How about, since your wife doesn't sound similarly "afflicted", if she goes socializing on THEIR boats for a change, and you stay home. If no one answers your door when they knock, any visitors will soon go away.
Since it makes you so miserable, it isn't really a lie to say, "I don't think I'm up to a visit, I just need to go lie down. Let's make plans for Thursday." That way, they don't feel insulted, and it's clear that you still enjoy their company, but need some recuperation time right now.
Another idea, you could try actually scheduling some "alone time" every so often (depending on how often you need it). You don't have to tell people exactly what it's for, just "No, Monday at 3 won't work for me, I have a regular obligation every Monday from 2 to 5."
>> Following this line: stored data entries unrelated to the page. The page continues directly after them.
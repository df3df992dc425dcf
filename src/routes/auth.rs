use axum::extract::State;
use axum::routing::{get, post};
use axum::{Json, Router};
use chrono::{Duration, NaiveDate, Utc};
use rand::RngCore;
use serde::{Deserialize, Serialize};
use serde_json::{json, Value};

use crate::auth::{create_token, AuthUser};
use crate::error::ApiError;
use crate::mailer::SendOutcome;
use crate::models::{PublicUser, User};
use crate::state::AppState;

const USER_COLUMNS: &str = "id, name, email, password_hash, dob, reset_password_token, \
                            reset_password_expires, created_at, updated_at";

const BCRYPT_COST: u32 = 10;

#[derive(Deserialize)]
pub struct RegisterRequest {
    pub name: Option<String>,
    pub email: Option<String>,
    pub password: Option<String>,
    pub dob: Option<NaiveDate>,
}

#[derive(Deserialize)]
pub struct LoginRequest {
    pub email: Option<String>,
    pub password: Option<String>,
}

#[derive(Deserialize)]
pub struct ForgotPasswordRequest {
    pub email: Option<String>,
}

#[derive(Deserialize)]
#[serde(rename_all = "camelCase")]
pub struct ResetPasswordRequest {
    pub token: Option<String>,
    pub new_password: Option<String>,
}

#[derive(Deserialize)]
pub struct GoogleLoginRequest {
    pub credential: Option<String>,
}

#[derive(Serialize)]
pub struct AuthResponse {
    pub token: String,
    pub user: PublicUser,
}

pub fn routes(state: AppState) -> Router {
    Router::new()
        .route("/api/auth/register", post(register))
        .route("/api/auth/login", post(login))
        .route("/api/auth/forgot-password", post(forgot_password))
        .route("/api/auth/reset-password", post(reset_password))
        .route("/api/auth/google", post(google_login))
        .route("/api/auth/me", get(me))
        .with_state(state)
}

async fn register(
    State(state): State<AppState>,
    Json(body): Json<RegisterRequest>,
) -> Result<Json<AuthResponse>, ApiError> {
    let (Some(email), Some(password)) = (body.email, body.password) else {
        return Err(ApiError::bad_request("Email and password are required"));
    };
    if email.trim().is_empty() || password.is_empty() {
        return Err(ApiError::bad_request("Email and password are required"));
    }

    let email = email.trim().to_lowercase();

    let existing: Option<(i32,)> = sqlx::query_as("SELECT 1 FROM users WHERE email = $1")
        .bind(&email)
        .fetch_optional(&state.pool)
        .await?;
    if existing.is_some() {
        return Err(ApiError::bad_request("Email already in use"));
    }

    let password_hash =
        bcrypt::hash(&password, BCRYPT_COST).map_err(|e| ApiError::Internal(e.into()))?;

    let user = sqlx::query_as::<_, User>(&format!(
        "INSERT INTO users (name, email, password_hash, dob) VALUES ($1, $2, $3, $4) \
         RETURNING {USER_COLUMNS}"
    ))
    .bind(&body.name)
    .bind(&email)
    .bind(&password_hash)
    .bind(body.dob)
    .fetch_one(&state.pool)
    .await
    .map_err(|e| match e {
        // the unique index closes the check-then-insert window
        sqlx::Error::Database(db) if db.is_unique_violation() => {
            ApiError::bad_request("Email already in use")
        }
        other => ApiError::from(other),
    })?;

    let token = create_token(&user, &state.config.jwt_secret)?;
    Ok(Json(AuthResponse {
        token,
        user: PublicUser::from(&user),
    }))
}

async fn login(
    State(state): State<AppState>,
    Json(body): Json<LoginRequest>,
) -> Result<Json<AuthResponse>, ApiError> {
    let (Some(email), Some(password)) = (body.email, body.password) else {
        return Err(ApiError::bad_request("Email and password are required"));
    };

    let email = email.trim().to_lowercase();

    // same error for unknown email and wrong password
    let user = sqlx::query_as::<_, User>(&format!(
        "SELECT {USER_COLUMNS} FROM users WHERE email = $1"
    ))
    .bind(&email)
    .fetch_optional(&state.pool)
    .await?
    .ok_or_else(|| ApiError::bad_request("Invalid credentials"))?;

    let ok = bcrypt::verify(&password, &user.password_hash)
        .map_err(|e| ApiError::Internal(e.into()))?;
    if !ok {
        return Err(ApiError::bad_request("Invalid credentials"));
    }

    let token = create_token(&user, &state.config.jwt_secret)?;
    Ok(Json(AuthResponse {
        token,
        user: PublicUser::from(&user),
    }))
}

async fn forgot_password(
    State(state): State<AppState>,
    Json(body): Json<ForgotPasswordRequest>,
) -> Result<Json<Value>, ApiError> {
    let Some(email) = body.email.filter(|e| !e.trim().is_empty()) else {
        return Err(ApiError::bad_request("Email is required"));
    };

    let email = email.trim().to_lowercase();

    let user = sqlx::query_as::<_, User>(&format!(
        "SELECT {USER_COLUMNS} FROM users WHERE email = $1"
    ))
    .bind(&email)
    .fetch_optional(&state.pool)
    .await?;

    // Respond the same whether or not the account exists.
    let Some(user) = user else {
        return Ok(Json(
            json!({ "message": "If this email exists, a reset link was sent." }),
        ));
    };

    let token = random_hex_token();
    let expires = Utc::now() + Duration::hours(1);

    sqlx::query(
        "UPDATE users SET reset_password_token = $1, reset_password_expires = $2, \
         updated_at = now() WHERE id = $3",
    )
    .bind(&token)
    .bind(expires)
    .bind(user.id)
    .execute(&state.pool)
    .await?;

    let reset_url = format!("{}/reset-password/{}", state.config.frontend_url, token);
    tracing::info!("🔗 Password reset URL: {reset_url}");

    let message = match state.mailer.send_reset(&user.email, &reset_url).await {
        SendOutcome::Sent => "If this email exists, a reset link was sent.",
        SendOutcome::NotConfigured => {
            "Reset link generated (email not configured). Check server logs for the link."
        }
        SendOutcome::Failed => {
            "Reset link generated, but email could not be sent. Check server logs for the reset link."
        }
    };

    Ok(Json(json!({ "message": message })))
}

async fn reset_password(
    State(state): State<AppState>,
    Json(body): Json<ResetPasswordRequest>,
) -> Result<Json<Value>, ApiError> {
    let (Some(token), Some(new_password)) = (body.token, body.new_password) else {
        return Err(ApiError::bad_request("Token and new password are required"));
    };
    if token.is_empty() || new_password.is_empty() {
        return Err(ApiError::bad_request("Token and new password are required"));
    }

    let password_hash =
        bcrypt::hash(&new_password, BCRYPT_COST).map_err(|e| ApiError::Internal(e.into()))?;

    // Clearing the token in the same conditional update makes it single-use.
    let updated = sqlx::query(
        "UPDATE users SET password_hash = $1, reset_password_token = NULL, \
         reset_password_expires = NULL, updated_at = now() \
         WHERE reset_password_token = $2 AND reset_password_expires > now()",
    )
    .bind(&password_hash)
    .bind(&token)
    .execute(&state.pool)
    .await?;

    if updated.rows_affected() == 0 {
        return Err(ApiError::bad_request("Invalid or expired reset token"));
    }

    Ok(Json(json!({
        "message": "Password updated successfully. Please log in with your new password."
    })))
}

#[derive(Deserialize)]
struct GoogleTokenInfo {
    aud: Option<String>,
    email: Option<String>,
    name: Option<String>,
    sub: Option<String>,
}

async fn google_login(
    State(state): State<AppState>,
    Json(body): Json<GoogleLoginRequest>,
) -> Result<Json<AuthResponse>, ApiError> {
    let Some(credential) = body.credential.filter(|c| !c.is_empty()) else {
        return Err(ApiError::bad_request("Google credential is required"));
    };

    let response = reqwest::Client::new()
        .get("https://oauth2.googleapis.com/tokeninfo")
        .query(&[("id_token", credential.as_str())])
        .send()
        .await
        .map_err(|e| ApiError::Internal(e.into()))?;

    if !response.status().is_success() {
        return Err(ApiError::bad_request("Invalid Google credential"));
    }

    let info: GoogleTokenInfo = response
        .json()
        .await
        .map_err(|e| ApiError::Internal(e.into()))?;

    if let Some(expected) = &state.config.google_client_id {
        if info.aud.as_deref() != Some(expected.as_str()) {
            return Err(ApiError::bad_request("Invalid Google credential"));
        }
    }

    let email = info
        .email
        .map(|e| e.to_lowercase())
        .filter(|e| !e.is_empty())
        .ok_or_else(|| ApiError::bad_request("No email in Google account"))?;
    let name = info.name.unwrap_or_else(|| "Google User".to_string());

    let existing = sqlx::query_as::<_, User>(&format!(
        "SELECT {USER_COLUMNS} FROM users WHERE email = $1"
    ))
    .bind(&email)
    .fetch_optional(&state.pool)
    .await?;

    let user = match existing {
        Some(user) => user,
        None => {
            // throwaway hash, never used for password login
            let filler = format!("google-{}", info.sub.unwrap_or_default());
            let password_hash =
                bcrypt::hash(&filler, BCRYPT_COST).map_err(|e| ApiError::Internal(e.into()))?;

            sqlx::query_as::<_, User>(&format!(
                "INSERT INTO users (name, email, password_hash) VALUES ($1, $2, $3) \
                 RETURNING {USER_COLUMNS}"
            ))
            .bind(&name)
            .bind(&email)
            .bind(&password_hash)
            .fetch_one(&state.pool)
            .await?
        }
    };

    let token = create_token(&user, &state.config.jwt_secret)?;
    Ok(Json(AuthResponse {
        token,
        user: PublicUser::from(&user),
    }))
}

async fn me(AuthUser(user): AuthUser) -> Json<PublicUser> {
    Json(PublicUser::from(&user))
}

fn random_hex_token() -> String {
    let mut bytes = [0u8; 32];
    rand::thread_rng().fill_bytes(&mut bytes);
    bytes.iter().map(|b| format!("{b:02x}")).collect()
}

#[cfg(test)]
mod tests {
    use super::*;

    #[test]
    fn reset_tokens_are_64_hex_chars() {
        let token = random_hex_token();
        assert_eq!(token.len(), 64);
        assert!(token.chars().all(|c| c.is_ascii_hexdigit()));
        assert_ne!(token, random_hex_token());
    }
}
And if none of that gets rid of them ... Blame the Boat! There's always something that needs doing, right? "Sorry Fred, I just can't stay and talk, I have GOT to get the manifold repaired." "Gee Tina, drinks sounds great, but we're going to have serious problems if I don't do something about that macerator pump right away!" Even if there's nothing actually wrong with it ... or you just choose not to spend your hard-earned private time elbow deep in the head ... no one needs to know. One mention of head-work, and I'll bet anyone who might end up an unwilling "assistant" will vanish without you having to ask a second time.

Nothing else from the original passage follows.